##### Extracted material #####
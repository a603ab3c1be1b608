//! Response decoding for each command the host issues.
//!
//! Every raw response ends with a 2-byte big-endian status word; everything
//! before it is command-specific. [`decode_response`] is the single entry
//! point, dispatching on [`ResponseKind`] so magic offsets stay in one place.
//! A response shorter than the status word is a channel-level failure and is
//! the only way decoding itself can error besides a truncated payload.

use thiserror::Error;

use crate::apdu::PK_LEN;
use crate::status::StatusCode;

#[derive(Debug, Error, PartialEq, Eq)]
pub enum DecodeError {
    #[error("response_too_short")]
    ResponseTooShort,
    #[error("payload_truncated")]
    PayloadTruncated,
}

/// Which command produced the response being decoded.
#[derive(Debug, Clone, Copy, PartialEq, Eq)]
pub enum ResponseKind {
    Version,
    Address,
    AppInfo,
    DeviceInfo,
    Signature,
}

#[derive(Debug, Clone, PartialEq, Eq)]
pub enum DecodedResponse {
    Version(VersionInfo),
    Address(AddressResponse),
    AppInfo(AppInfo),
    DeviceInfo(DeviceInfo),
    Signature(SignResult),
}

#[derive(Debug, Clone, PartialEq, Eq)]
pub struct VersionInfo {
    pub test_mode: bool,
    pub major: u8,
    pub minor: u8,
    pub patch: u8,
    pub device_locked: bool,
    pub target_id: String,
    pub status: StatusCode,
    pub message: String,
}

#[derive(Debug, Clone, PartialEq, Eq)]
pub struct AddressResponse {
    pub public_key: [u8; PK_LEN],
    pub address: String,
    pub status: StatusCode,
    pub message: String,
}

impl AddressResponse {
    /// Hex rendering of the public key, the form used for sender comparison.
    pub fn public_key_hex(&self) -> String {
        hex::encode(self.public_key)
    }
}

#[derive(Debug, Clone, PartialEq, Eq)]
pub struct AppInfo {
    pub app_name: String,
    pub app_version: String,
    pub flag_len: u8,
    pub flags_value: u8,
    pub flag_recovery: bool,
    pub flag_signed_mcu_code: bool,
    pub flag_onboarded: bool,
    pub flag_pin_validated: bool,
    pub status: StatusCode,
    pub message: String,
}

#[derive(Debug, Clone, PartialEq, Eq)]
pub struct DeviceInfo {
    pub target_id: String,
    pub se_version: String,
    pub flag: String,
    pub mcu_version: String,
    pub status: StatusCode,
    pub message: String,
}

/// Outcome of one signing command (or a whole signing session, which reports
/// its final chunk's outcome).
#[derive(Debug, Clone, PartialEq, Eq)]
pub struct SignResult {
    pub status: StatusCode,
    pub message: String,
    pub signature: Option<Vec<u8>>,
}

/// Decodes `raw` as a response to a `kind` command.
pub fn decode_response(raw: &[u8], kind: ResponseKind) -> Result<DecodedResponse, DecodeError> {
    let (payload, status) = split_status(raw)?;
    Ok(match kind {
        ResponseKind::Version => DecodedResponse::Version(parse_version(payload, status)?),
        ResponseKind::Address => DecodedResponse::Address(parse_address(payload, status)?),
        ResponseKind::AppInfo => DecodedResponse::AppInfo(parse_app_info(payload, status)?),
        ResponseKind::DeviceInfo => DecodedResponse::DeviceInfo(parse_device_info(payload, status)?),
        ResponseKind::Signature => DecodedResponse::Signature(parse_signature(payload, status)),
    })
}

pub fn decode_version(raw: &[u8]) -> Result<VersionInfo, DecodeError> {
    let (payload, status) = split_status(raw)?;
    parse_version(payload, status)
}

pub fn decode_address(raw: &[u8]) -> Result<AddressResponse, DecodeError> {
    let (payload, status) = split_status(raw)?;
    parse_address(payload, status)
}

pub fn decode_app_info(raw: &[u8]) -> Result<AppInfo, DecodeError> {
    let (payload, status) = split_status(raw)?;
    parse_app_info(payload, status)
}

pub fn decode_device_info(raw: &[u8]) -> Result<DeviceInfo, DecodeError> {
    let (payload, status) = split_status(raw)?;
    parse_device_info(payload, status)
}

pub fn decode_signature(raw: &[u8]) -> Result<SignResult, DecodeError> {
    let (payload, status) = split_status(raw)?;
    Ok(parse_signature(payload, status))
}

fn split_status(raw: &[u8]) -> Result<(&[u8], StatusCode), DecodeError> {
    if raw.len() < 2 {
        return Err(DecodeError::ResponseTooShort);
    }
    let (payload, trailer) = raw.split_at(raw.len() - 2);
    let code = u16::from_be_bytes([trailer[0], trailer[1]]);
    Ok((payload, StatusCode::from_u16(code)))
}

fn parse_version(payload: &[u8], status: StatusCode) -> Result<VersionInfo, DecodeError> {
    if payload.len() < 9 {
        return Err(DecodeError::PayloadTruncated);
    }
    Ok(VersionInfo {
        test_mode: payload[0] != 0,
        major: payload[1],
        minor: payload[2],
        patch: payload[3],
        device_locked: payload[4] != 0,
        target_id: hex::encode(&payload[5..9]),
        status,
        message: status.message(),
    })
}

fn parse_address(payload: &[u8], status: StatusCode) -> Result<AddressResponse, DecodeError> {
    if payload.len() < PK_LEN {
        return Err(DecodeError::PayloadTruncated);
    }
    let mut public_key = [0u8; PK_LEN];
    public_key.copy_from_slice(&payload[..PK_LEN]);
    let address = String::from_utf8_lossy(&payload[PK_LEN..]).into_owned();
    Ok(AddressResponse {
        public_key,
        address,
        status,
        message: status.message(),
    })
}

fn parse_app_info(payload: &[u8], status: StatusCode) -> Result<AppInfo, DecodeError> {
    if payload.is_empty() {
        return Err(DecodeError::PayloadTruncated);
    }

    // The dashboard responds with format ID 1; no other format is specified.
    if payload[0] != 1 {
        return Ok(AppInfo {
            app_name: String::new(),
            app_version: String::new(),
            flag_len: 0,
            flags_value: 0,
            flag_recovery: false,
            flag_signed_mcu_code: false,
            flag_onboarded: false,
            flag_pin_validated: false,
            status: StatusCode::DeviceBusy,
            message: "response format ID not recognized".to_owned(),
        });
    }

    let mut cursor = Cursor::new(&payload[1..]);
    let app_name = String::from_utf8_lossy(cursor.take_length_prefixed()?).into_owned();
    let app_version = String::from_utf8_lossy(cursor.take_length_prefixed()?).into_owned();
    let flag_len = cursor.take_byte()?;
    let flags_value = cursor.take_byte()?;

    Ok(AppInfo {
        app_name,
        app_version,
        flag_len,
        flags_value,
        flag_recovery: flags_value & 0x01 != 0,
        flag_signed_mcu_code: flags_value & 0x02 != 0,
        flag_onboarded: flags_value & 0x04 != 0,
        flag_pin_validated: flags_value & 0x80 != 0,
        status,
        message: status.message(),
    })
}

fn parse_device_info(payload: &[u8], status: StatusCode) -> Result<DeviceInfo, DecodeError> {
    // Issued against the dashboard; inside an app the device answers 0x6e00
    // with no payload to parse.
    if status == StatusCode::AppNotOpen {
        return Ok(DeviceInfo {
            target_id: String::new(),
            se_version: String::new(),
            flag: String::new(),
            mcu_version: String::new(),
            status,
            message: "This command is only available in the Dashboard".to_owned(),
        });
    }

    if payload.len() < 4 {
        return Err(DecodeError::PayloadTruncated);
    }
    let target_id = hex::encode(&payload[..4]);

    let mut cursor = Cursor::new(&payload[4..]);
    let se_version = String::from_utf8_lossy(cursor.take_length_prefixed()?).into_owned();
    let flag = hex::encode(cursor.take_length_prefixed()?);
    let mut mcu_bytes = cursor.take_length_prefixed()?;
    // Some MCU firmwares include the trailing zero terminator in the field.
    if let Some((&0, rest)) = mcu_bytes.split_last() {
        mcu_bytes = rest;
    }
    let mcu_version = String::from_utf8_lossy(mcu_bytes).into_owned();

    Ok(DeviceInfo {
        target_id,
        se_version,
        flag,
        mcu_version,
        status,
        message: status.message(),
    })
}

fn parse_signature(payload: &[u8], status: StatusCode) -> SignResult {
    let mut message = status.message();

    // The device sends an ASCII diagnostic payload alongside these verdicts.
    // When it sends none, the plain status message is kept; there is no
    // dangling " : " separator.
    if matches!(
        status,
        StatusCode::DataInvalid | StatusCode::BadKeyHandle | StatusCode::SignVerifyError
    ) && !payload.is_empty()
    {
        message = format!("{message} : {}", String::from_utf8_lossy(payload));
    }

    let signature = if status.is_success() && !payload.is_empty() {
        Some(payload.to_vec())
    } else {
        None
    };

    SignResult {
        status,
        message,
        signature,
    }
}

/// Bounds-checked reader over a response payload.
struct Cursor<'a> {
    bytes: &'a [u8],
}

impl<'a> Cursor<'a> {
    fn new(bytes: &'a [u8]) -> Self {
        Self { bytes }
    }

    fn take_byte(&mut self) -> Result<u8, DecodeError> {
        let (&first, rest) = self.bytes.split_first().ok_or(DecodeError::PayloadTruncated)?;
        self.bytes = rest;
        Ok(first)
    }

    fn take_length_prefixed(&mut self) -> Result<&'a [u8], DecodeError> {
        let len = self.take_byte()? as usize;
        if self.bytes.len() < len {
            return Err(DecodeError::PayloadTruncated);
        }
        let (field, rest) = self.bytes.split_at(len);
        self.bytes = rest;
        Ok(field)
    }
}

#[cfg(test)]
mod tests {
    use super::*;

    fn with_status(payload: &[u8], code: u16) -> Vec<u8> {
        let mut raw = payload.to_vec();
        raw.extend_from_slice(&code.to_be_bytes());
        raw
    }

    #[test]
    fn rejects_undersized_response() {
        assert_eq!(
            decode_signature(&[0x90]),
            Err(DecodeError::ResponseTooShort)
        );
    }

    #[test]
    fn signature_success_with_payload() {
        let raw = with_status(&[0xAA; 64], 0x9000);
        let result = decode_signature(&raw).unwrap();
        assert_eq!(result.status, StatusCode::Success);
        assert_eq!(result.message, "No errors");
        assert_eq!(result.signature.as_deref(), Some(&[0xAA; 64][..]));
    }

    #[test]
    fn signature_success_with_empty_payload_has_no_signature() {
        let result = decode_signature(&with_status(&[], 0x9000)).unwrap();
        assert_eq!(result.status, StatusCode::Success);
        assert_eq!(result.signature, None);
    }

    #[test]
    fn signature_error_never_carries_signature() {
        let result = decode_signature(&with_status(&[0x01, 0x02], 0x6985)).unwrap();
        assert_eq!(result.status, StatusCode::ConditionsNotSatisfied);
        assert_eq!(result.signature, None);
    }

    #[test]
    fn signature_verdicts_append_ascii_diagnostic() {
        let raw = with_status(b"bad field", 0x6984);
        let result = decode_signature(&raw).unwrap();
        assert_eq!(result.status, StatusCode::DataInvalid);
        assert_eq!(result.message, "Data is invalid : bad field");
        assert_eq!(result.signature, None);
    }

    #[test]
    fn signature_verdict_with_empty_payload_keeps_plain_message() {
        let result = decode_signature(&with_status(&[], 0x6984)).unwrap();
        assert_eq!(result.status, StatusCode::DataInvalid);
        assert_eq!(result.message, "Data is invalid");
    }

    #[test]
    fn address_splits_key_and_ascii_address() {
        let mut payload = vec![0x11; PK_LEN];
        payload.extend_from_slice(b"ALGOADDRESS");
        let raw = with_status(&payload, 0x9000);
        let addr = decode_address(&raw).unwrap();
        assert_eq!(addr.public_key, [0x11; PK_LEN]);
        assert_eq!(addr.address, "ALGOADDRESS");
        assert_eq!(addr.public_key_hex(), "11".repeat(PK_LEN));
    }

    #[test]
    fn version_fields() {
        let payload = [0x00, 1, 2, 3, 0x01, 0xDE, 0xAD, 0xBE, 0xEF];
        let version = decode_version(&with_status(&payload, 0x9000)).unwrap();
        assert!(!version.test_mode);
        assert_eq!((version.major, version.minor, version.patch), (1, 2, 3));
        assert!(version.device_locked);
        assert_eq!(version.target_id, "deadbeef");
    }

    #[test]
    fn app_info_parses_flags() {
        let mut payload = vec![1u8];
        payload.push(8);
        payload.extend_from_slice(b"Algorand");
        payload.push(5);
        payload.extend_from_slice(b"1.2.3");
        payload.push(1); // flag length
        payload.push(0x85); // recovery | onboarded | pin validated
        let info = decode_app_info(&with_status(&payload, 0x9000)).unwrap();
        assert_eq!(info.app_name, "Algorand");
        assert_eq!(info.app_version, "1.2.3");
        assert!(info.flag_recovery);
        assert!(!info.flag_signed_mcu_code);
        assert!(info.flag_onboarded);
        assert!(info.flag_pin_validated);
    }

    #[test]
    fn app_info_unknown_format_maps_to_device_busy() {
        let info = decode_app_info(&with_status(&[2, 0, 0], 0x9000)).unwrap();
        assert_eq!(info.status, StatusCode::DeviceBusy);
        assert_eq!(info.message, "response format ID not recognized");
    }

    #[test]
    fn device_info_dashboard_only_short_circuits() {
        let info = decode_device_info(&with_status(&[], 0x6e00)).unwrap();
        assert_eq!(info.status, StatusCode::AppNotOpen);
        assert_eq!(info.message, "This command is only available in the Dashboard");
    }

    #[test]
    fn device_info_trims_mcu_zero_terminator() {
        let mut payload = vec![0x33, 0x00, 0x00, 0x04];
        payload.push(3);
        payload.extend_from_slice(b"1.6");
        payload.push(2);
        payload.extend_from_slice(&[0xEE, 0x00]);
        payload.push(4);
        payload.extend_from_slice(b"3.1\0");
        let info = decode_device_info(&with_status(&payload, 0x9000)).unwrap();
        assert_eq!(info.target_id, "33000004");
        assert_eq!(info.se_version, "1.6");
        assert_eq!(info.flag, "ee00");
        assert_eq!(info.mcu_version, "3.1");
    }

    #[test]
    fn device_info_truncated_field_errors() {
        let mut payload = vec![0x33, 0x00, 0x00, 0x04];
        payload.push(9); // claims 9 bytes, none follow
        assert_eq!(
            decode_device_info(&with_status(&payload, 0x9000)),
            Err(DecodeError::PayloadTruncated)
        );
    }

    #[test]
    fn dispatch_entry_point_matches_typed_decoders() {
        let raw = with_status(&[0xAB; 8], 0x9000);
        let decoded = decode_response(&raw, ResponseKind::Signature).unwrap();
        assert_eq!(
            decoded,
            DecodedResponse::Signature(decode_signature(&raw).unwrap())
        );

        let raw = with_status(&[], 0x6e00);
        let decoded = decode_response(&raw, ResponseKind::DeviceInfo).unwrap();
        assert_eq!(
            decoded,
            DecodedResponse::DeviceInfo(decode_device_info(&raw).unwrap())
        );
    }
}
#####
● Required work: Sift the material for lines that include the word "Algorand", and copy each one.

● Exercise solution:
        payload.extend_from_slice(b"Algorand");
        assert_eq!(info.app_name, "Algorand");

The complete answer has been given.